* Provided records
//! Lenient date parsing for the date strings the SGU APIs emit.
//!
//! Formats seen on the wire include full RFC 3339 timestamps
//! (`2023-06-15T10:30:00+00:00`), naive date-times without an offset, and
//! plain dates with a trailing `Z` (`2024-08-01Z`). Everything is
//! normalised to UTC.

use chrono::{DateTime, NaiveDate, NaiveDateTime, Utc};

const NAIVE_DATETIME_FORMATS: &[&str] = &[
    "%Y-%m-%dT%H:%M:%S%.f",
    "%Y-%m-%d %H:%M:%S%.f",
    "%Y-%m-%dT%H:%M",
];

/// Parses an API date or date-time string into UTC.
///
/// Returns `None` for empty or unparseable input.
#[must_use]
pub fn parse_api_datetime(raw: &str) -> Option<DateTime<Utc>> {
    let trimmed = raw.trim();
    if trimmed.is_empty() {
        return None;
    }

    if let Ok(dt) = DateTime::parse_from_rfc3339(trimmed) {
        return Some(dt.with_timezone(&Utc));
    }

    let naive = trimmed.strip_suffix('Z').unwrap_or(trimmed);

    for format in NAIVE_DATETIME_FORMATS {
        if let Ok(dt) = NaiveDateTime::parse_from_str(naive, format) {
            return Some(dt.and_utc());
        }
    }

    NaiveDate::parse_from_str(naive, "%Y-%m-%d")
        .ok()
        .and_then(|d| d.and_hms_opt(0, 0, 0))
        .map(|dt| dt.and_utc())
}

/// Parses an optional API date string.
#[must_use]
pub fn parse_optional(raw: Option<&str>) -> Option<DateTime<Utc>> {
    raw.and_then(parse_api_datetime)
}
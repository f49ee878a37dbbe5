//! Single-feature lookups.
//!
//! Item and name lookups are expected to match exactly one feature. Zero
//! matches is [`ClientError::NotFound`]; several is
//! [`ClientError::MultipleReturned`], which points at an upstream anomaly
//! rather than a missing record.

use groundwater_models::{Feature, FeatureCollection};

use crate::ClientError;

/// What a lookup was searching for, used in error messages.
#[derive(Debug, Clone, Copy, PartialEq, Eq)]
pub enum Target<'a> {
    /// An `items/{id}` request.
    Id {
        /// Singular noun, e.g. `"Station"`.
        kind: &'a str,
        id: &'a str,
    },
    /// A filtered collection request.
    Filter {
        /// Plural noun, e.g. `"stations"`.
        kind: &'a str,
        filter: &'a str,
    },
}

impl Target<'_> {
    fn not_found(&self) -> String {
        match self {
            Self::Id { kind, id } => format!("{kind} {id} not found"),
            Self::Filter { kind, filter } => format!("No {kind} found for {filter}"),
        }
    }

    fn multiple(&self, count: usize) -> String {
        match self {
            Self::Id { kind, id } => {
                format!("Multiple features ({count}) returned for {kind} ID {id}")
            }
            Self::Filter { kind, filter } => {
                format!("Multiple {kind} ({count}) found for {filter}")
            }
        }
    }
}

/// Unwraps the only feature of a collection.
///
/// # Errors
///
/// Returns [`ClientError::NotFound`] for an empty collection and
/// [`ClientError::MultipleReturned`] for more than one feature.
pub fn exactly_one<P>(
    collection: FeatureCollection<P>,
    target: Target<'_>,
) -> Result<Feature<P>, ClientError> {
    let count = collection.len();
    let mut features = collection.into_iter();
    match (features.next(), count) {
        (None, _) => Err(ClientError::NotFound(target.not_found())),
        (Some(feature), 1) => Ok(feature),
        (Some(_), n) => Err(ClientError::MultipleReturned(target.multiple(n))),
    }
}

==

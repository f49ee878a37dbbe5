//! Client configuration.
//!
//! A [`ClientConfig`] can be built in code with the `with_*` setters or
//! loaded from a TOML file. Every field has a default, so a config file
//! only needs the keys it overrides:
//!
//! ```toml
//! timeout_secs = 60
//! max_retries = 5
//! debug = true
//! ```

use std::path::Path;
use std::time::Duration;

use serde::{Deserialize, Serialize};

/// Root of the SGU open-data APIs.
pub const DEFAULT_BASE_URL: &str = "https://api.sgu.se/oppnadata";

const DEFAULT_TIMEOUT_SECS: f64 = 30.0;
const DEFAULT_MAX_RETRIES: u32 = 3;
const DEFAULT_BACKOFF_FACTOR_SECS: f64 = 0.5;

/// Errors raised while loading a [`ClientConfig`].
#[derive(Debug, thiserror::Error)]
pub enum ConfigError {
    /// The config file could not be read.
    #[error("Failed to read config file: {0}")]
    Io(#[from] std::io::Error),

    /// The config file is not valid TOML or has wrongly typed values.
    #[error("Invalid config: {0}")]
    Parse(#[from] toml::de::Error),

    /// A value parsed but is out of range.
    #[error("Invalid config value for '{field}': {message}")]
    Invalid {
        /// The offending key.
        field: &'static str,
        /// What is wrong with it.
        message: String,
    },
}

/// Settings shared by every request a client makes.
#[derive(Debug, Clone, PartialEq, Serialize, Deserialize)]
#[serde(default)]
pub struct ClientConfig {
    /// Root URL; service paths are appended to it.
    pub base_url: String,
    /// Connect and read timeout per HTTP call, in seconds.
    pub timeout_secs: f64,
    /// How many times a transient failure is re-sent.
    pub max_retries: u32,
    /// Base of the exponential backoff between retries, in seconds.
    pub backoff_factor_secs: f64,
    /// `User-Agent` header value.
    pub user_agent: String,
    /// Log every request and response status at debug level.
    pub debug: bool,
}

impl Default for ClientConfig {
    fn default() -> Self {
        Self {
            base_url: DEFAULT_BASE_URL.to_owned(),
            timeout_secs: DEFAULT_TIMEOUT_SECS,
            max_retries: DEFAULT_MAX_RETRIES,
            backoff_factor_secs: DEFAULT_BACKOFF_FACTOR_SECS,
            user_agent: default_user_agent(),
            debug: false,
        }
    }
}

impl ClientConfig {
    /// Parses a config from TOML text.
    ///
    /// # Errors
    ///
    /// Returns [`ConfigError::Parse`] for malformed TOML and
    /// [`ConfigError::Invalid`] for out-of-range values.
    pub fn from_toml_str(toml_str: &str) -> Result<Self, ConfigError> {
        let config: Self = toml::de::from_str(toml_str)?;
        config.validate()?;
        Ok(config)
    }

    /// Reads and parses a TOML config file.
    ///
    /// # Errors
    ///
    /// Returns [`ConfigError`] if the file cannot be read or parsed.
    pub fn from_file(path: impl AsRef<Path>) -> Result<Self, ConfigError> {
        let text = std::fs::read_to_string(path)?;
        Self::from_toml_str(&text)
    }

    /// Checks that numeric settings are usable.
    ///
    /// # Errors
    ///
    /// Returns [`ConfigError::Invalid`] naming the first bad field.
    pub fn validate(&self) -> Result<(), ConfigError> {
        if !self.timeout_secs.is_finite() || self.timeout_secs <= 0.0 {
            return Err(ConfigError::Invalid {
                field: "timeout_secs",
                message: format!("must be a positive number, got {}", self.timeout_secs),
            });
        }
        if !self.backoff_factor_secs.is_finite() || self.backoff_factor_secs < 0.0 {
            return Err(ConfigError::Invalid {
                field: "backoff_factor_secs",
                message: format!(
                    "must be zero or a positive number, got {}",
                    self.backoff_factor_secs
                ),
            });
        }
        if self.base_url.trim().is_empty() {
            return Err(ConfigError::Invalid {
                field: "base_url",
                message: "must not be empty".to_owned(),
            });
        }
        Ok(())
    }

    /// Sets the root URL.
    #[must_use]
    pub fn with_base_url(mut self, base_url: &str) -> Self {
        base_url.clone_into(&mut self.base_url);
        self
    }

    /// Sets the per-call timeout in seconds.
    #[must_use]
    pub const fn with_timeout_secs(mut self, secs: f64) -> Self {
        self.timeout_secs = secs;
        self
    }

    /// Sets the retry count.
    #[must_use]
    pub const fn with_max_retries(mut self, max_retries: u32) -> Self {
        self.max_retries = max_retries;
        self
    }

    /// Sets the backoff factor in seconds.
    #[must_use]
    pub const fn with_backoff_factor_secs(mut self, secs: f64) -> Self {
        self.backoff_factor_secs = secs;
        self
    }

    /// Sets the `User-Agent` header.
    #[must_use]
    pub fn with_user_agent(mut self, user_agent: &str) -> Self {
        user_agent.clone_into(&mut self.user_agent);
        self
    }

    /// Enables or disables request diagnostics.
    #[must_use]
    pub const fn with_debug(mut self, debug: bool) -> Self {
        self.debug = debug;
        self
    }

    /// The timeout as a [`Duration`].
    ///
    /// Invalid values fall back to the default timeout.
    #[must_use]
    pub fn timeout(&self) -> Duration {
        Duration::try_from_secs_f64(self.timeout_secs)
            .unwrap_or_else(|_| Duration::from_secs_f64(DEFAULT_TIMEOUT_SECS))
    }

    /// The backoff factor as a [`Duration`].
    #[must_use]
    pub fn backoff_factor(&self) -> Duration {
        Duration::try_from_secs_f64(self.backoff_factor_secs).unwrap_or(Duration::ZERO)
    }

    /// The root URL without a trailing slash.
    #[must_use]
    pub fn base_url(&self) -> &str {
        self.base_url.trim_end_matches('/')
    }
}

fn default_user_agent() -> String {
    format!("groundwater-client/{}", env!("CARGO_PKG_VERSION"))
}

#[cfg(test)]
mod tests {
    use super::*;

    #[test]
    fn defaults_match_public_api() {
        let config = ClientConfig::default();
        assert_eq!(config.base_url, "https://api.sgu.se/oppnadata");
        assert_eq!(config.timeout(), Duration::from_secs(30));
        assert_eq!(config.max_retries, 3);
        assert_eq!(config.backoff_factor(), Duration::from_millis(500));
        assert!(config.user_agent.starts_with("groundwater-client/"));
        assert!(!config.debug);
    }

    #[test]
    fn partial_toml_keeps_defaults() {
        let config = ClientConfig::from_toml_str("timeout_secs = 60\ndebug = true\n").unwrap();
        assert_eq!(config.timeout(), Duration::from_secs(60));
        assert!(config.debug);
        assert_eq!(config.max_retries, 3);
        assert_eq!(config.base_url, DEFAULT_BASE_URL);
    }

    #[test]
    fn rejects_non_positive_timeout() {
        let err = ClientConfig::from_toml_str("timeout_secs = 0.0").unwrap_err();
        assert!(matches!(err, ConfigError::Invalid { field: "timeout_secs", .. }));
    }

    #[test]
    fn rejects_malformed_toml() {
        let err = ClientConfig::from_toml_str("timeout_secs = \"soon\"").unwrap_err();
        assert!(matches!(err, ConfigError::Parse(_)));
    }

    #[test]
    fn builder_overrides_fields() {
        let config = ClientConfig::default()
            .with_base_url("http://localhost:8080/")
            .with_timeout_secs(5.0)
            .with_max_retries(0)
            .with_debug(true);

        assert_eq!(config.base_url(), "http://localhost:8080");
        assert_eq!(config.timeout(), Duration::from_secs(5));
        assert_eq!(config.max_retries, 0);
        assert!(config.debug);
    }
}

---

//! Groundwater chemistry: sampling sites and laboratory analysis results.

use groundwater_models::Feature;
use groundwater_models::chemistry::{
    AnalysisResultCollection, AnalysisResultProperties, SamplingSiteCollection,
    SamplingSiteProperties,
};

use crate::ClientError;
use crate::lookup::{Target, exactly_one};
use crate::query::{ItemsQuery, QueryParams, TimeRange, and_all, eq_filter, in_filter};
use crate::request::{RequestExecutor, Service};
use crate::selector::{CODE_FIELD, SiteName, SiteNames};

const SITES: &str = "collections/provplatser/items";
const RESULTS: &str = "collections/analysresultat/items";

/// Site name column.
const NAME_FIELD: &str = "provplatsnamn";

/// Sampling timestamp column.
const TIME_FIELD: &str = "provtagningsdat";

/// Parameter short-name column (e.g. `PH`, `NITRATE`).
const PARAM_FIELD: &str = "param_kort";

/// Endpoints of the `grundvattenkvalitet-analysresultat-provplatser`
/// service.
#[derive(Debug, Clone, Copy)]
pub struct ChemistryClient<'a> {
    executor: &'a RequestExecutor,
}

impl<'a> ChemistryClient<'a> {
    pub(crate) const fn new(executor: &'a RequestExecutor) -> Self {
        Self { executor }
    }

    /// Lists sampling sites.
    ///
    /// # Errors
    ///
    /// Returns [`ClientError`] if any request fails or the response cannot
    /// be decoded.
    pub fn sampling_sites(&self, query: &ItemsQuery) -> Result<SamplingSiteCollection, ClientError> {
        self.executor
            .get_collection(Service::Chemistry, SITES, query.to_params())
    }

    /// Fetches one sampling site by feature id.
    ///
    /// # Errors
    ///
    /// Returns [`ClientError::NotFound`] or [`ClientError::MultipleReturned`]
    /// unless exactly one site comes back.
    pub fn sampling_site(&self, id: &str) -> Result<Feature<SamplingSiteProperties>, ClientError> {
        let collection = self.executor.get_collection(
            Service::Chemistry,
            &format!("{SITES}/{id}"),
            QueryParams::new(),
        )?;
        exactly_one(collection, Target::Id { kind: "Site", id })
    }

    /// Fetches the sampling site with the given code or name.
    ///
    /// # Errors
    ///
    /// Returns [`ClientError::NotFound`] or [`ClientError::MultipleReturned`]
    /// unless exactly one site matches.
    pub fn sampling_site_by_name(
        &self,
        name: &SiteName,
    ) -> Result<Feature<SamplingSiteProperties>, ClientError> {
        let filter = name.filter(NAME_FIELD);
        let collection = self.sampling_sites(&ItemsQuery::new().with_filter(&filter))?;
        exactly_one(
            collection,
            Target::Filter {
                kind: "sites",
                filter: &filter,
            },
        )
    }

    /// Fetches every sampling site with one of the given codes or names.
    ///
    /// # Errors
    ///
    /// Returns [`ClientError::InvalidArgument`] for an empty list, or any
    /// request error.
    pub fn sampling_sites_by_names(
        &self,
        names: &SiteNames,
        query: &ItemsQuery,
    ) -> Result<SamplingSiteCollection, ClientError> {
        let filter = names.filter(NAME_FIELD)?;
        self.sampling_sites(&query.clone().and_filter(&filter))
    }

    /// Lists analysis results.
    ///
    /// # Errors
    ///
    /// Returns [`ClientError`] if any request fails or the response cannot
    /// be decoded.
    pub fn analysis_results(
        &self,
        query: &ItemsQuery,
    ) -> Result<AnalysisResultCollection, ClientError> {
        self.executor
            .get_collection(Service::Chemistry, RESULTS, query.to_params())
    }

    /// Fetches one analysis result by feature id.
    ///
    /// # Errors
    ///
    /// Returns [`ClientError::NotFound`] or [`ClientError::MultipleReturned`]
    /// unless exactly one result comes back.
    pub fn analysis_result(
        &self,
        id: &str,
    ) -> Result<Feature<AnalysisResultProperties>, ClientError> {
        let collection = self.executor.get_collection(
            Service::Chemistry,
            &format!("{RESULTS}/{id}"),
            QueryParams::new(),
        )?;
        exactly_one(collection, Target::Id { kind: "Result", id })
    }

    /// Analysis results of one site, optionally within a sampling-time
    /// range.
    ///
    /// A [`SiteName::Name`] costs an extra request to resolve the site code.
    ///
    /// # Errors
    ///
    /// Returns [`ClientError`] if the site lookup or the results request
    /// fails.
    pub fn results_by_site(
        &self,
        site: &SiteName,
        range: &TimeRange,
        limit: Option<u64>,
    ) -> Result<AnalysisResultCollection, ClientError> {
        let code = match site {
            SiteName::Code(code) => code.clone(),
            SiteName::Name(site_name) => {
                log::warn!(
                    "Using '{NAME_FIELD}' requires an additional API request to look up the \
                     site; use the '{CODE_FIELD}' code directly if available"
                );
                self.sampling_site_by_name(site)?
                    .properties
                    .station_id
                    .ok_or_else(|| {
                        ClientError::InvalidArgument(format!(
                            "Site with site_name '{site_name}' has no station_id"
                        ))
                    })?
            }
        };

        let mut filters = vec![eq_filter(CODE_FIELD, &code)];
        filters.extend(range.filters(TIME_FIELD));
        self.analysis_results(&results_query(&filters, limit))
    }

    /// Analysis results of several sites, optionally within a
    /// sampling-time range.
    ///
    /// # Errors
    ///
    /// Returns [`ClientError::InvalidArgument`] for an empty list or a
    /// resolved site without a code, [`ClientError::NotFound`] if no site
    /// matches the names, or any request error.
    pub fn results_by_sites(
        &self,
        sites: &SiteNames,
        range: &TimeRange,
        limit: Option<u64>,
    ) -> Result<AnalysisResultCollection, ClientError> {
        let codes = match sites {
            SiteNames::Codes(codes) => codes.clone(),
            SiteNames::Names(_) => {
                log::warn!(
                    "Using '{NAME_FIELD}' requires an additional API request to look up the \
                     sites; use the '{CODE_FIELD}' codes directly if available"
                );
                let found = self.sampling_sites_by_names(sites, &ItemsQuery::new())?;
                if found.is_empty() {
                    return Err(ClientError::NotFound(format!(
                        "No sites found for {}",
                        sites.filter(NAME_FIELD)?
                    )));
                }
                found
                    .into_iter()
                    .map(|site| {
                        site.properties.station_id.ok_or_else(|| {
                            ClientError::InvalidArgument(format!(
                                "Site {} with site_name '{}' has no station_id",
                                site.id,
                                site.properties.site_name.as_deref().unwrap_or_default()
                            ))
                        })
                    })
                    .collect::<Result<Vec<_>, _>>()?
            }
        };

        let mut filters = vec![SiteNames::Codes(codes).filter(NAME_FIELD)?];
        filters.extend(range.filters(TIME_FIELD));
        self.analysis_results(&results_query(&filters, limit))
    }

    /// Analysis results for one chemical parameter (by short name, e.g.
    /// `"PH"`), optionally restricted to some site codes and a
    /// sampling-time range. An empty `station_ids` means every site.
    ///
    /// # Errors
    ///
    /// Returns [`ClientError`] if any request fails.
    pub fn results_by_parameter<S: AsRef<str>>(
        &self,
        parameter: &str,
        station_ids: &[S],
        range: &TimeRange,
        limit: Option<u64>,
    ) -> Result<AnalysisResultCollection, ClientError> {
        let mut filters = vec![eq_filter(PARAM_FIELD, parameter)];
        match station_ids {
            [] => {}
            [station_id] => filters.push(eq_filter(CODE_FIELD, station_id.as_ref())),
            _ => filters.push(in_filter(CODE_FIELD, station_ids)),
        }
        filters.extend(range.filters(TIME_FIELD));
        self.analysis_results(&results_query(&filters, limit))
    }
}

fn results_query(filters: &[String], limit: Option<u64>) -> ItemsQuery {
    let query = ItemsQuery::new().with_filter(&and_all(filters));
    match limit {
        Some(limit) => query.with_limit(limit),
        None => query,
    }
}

* Task to complete
Output should match, line for line, the stretch of the material above from the line holding "sites; use the" through the line holding "sites found for".

* Answer to this problem
                     sites; use the '{CODE_FIELD}' codes directly if available"
                );
                let found = self.sampling_sites_by_names(sites, &ItemsQuery::new())?;
                if found.is_empty() {
                    return Err(ClientError::NotFound(format!(
                        "No sites found for {}",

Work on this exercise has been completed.